18 May 2020

  • Midday values are mixed with soybeans firmer, wheat lower and corn caught in between. Chicago appears to be trading technicals (charts) with fresh fundamental news lacking ahead of a pending long US 3-day weekend. Funds have been sellers of wheat/corn while securing modest amounts of soybeans/soyoil.
  • The volume of trade is diminishing at midday. Research suggests that US and EU wheat prices are getting close to scoring their seasonal lows (early). KC July wheat futures circa $4.40 will be testing a weekly uptrend line that extends back to 2016. We expect that this support will hold amid the ongoing dryness that is trimming supplies in Europe and the Black Sea. A mixed Chicago close is forecast with traders positioning into the close looking for a turnaround on Tuesday.
  • Chicago brokers report that funds have sold 3,200 contracts of wheat, 2,600 contracts of corn, while buying 2,400 contracts of soybeans. In soy products, funds have bought 3,200 contracts of soyoil while selling 1,900 contracts of soymeal. The fund’s buying of soybeans/soyoil has slowed from opening levels.
  • US export inspections for the week ending May 14 were; 45.3 million bu of corn, 12.9 million bu of soybeans, and 16.2 million bu of US wheat. The corn inspections were better than expected while China shipped out 2.6 million bu of US soybeans.
  • For their respective crop years to date, the US has shipped 1,032 million bu of corn (down 443 million or 30%), 877 million bu of wheat (up 8 million or 1%), and 1,277 million bu of soybeans (up 57 million or 4.5%). We believe that US 2019/20 soybean exports will be cut another 25-75 million bu in the June WASDE report. We cannot statistically argue with the WASDE old crop wheat and corn export estimates.
  • World exporter wheat stocks are declining via ongoing dry weather. Private estimates for the European all wheat crop have declined to 139-141 mt vs 155 million last year (including durum). With another 2 weeks of dry weather, EU exporters report that EU wheat production could drop below the 2018 harvest at 135 million mt. This looks to severely reduce EU wheat exports at a time with growing North African demand due to their own dryness issue from January through March. French wheat futures fell on lacklustre end user demand, but the crop outlook for EU wheat is becoming a concern with the crop either in the heading or just entering the heading stage of production.
  • And, sporadic rain across the Black Sea and developing drought for Siberia look to trim the Russian/Ukraine wheat crops. Crop concern is growing which could produce an early seasonal low with Russian flour prices at record highs.
  • The developing loss of EU/Black wheat crops is likely to produce an early seasonal fob low with US wheat crop quality becoming important to world importers. The US has a developing export opportunity of the EU/Black Sea continues with its arid weather profile into June.

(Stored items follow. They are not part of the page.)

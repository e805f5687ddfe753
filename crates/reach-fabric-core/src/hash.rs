//! SHA-256 hashing: the digest type, an incremental hasher, and stream hashing.
//!
//! Every content address, Merkle node and fingerprint in the fabric is a
//! [`Sha256Hash`]. Hex output is always lowercase and 64 characters long.

use std::fmt;
use std::future::Future;

use serde::{Deserialize, Deserializer, Serialize, Serializer};
use sha2::{Digest, Sha256};
use tokio::io::{AsyncRead, AsyncReadExt};

use crate::error::{CoreError, Result};

/// Algorithm tag carried by every digest.
pub const HASH_ALGORITHM: &str = "sha256";

/// A 32-byte SHA-256 hash.
#[derive(Clone, Copy, Default, PartialEq, Eq, Hash, PartialOrd, Ord)]
pub struct Sha256Hash(pub [u8; 32]);

impl Sha256Hash {
    /// Compute the SHA-256 hash of data.
    pub fn hash(data: &[u8]) -> Self {
        let mut hasher = Sha256::new();
        hasher.update(data);
        Self(hasher.finalize().into())
    }

    /// Hash the concatenation `left || right`.
    pub fn hash_pair(left: &Self, right: &Self) -> Self {
        let mut hasher = Sha256::new();
        hasher.update(left.0);
        hasher.update(right.0);
        Self(hasher.finalize().into())
    }

    /// Create from raw bytes.
    pub const fn from_bytes(bytes: [u8; 32]) -> Self {
        Self(bytes)
    }

    /// Get raw bytes.
    pub const fn as_bytes(&self) -> &[u8; 32] {
        &self.0
    }

    /// The algorithm name, always `"sha256"`.
    pub const fn algorithm(&self) -> &'static str {
        HASH_ALGORITHM
    }

    /// Convert to lowercase hex string.
    pub fn to_hex(&self) -> String {
        hex::encode(self.0)
    }

    /// Parse from a 64-character hex string.
    pub fn from_hex(s: &str) -> Result<Self> {
        let bytes = hex::decode(s).map_err(|e| CoreError::InvalidHash(e.to_string()))?;
        let arr: [u8; 32] = bytes
            .try_into()
            .map_err(|_| CoreError::InvalidHash(format!("expected 32 bytes: {s}")))?;
        Ok(Self(arr))
    }

    /// Algorithm-tagged form: `sha256:<hex>`.
    pub fn tagged(&self) -> String {
        format!("{HASH_ALGORITHM}:{}", self.to_hex())
    }

    /// Parse the algorithm-tagged form produced by [`Sha256Hash::tagged`].
    pub fn parse_tagged(s: &str) -> Result<Self> {
        match s.split_once(':') {
            Some((HASH_ALGORITHM, digest)) => Self::from_hex(digest),
            Some((other, _)) => Err(CoreError::InvalidHash(format!(
                "unsupported algorithm: {other}"
            ))),
            None => Err(CoreError::InvalidHash(format!("missing algorithm tag: {s}"))),
        }
    }
}

impl fmt::Debug for Sha256Hash {
    fn fmt(&self, f: &mut fmt::Formatter<'_>) -> fmt::Result {
        write!(f, "SHA256({}...)", &self.to_hex()[..8])
    }
}

impl fmt::Display for Sha256Hash {
    fn fmt(&self, f: &mut fmt::Formatter<'_>) -> fmt::Result {
        f.write_str(&self.to_hex())
    }
}

impl AsRef<[u8]> for Sha256Hash {
    fn as_ref(&self) -> &[u8] {
        &self.0
    }
}

impl From<[u8; 32]> for Sha256Hash {
    fn from(bytes: [u8; 32]) -> Self {
        Self(bytes)
    }
}

impl Serialize for Sha256Hash {
    fn serialize<S: Serializer>(&self, serializer: S) -> std::result::Result<S::Ok, S::Error> {
        serializer.serialize_str(&self.to_hex())
    }
}

impl<'de> Deserialize<'de> for Sha256Hash {
    fn deserialize<D: Deserializer<'de>>(deserializer: D) -> std::result::Result<Self, D::Error> {
        let s = String::deserialize(deserializer)?;
        Self::from_hex(&s).map_err(serde::de::Error::custom)
    }
}

/// Hash a byte slice in one shot.
pub fn hash_bytes(data: &[u8]) -> Sha256Hash {
    Sha256Hash::hash(data)
}

/// Hash the UTF-8 bytes of a string in one shot.
pub fn hash_string(data: &str) -> Sha256Hash {
    Sha256Hash::hash(data.as_bytes())
}

/// Combine digests as `sha256(hex_0 ":" hex_1 ":" ...)`.
///
/// Order-sensitive. Sort the inputs first when order must not matter.
pub fn combine_hashes(hashes: &[Sha256Hash]) -> Sha256Hash {
    let joined = hashes
        .iter()
        .map(Sha256Hash::to_hex)
        .collect::<Vec<_>>()
        .join(":");
    hash_string(&joined)
}

/// Incremental SHA-256 hasher.
///
/// Once [`StreamingHasher::finalize`] has been called the hasher is spent:
/// further updates and a second finalize both fail.
#[derive(Clone)]
pub struct StreamingHasher {
    inner: Option<Sha256>,
    bytes: u64,
}

impl StreamingHasher {
    /// Create a fresh hasher.
    pub fn new() -> Self {
        Self {
            inner: Some(Sha256::new()),
            bytes: 0,
        }
    }

    /// Feed more bytes.
    pub fn update(&mut self, data: impl AsRef<[u8]>) -> Result<&mut Self> {
        let hasher = self.inner.as_mut().ok_or(CoreError::UpdateAfterFinalize)?;
        let data = data.as_ref();
        hasher.update(data);
        self.bytes += data.len() as u64;
        Ok(self)
    }

    /// Produce the digest. Can only be called once.
    pub fn finalize(&mut self) -> Result<Sha256Hash> {
        let hasher = self.inner.take().ok_or(CoreError::AlreadyFinalized)?;
        Ok(Sha256Hash(hasher.finalize().into()))
    }

    /// Whether `finalize` has already been called.
    pub fn is_finalized(&self) -> bool {
        self.inner.is_none()
    }

    /// Number of bytes fed so far.
    pub fn bytes_hashed(&self) -> u64 {
        self.bytes
    }
}

impl Default for StreamingHasher {
    fn default() -> Self {
        Self::new()
    }
}

impl fmt::Debug for StreamingHasher {
    fn fmt(&self, f: &mut fmt::Formatter<'_>) -> fmt::Result {
        f.debug_struct("StreamingHasher")
            .field("finalized", &self.is_finalized())
            .field("bytes", &self.bytes)
            .finish()
    }
}

/// Configuration for stream hashing.
#[derive(Debug, Clone, PartialEq, Eq, Serialize, Deserialize)]
#[serde(default)]
pub struct StreamConfig {
    /// Read buffer size in bytes.
    pub chunk_size: usize,
}

impl Default for StreamConfig {
    fn default() -> Self {
        Self { chunk_size: 8192 }
    }
}

/// Hash an async byte stream to completion.
///
/// The stream is consumed chunk by chunk; the whole input is never buffered.
/// A read error aborts hashing and no digest is produced.
pub async fn hash_stream<R>(reader: R, config: &StreamConfig) -> Result<Sha256Hash>
where
    R: AsyncRead + Unpin,
{
    hash_stream_with_cancel(reader, config, std::future::pending::<()>()).await
}

/// Hash an async byte stream, aborting as soon as `cancel` resolves.
///
/// Cancellation is checked before every read and surfaces as
/// [`CoreError::Cancelled`]; a truncated digest is never returned.
pub async fn hash_stream_with_cancel<R, C>(
    mut reader: R,
    config: &StreamConfig,
    cancel: C,
) -> Result<Sha256Hash>
where
    R: AsyncRead + Unpin,
    C: Future<Output = ()>,
{
    let mut hasher = StreamingHasher::new();
    let mut buf = vec![0u8; config.chunk_size.max(1)];
    tokio::pin!(cancel);

    loop {
        let read = tokio::select! {
            biased;
            _ = &mut cancel => {
                tracing::debug!(bytes_read = hasher.bytes_hashed(), "stream hash cancelled");
                return Err(CoreError::Cancelled { bytes_read: hasher.bytes_hashed() });
            }
            read = reader.read(&mut buf) => read,
        };

        let n = match read {
            Ok(n) => n,
            Err(e) => {
                tracing::warn!(bytes_read = hasher.bytes_hashed(), "stream hash failed: {}", e);
                return Err(CoreError::Stream(e));
            }
        };
        if n == 0 {
            break;
        }
        hasher.update(&buf[..n])?;
    }

    tracing::trace!(bytes = hasher.bytes_hashed(), "stream hashed");
    hasher.finalize()
}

  • The midday GFS’s US weather forecast is like its overnight solution which raises confidence in its correctness. Soaking rain will be positioned from the Central Plains into the SE US later this week. Showers will dot the Northern Plains next week. Thankfully, the Central IL forecast is drier which will aid the drying and reseeding effort. Temperatures warm from west to east with highs by Thursday ranging from the 70′s to the mid 80′s. The warmer temperature profile aids seed emergence.
  • Fund selling and sagging world wheat prices ($194/mt ex the Black Sea) is keeping pressure on Chicago wheat. A seasonal low is forecast to develop with fresh downside price risk limited to 3-7 cents. China did not show up as a buyer of US soybeans over the weekend, but moderate interest is noted today. This is no place to be selling wheat or soybeans. We would look to sell corn on rallies as US new crop supplies will overwhelm.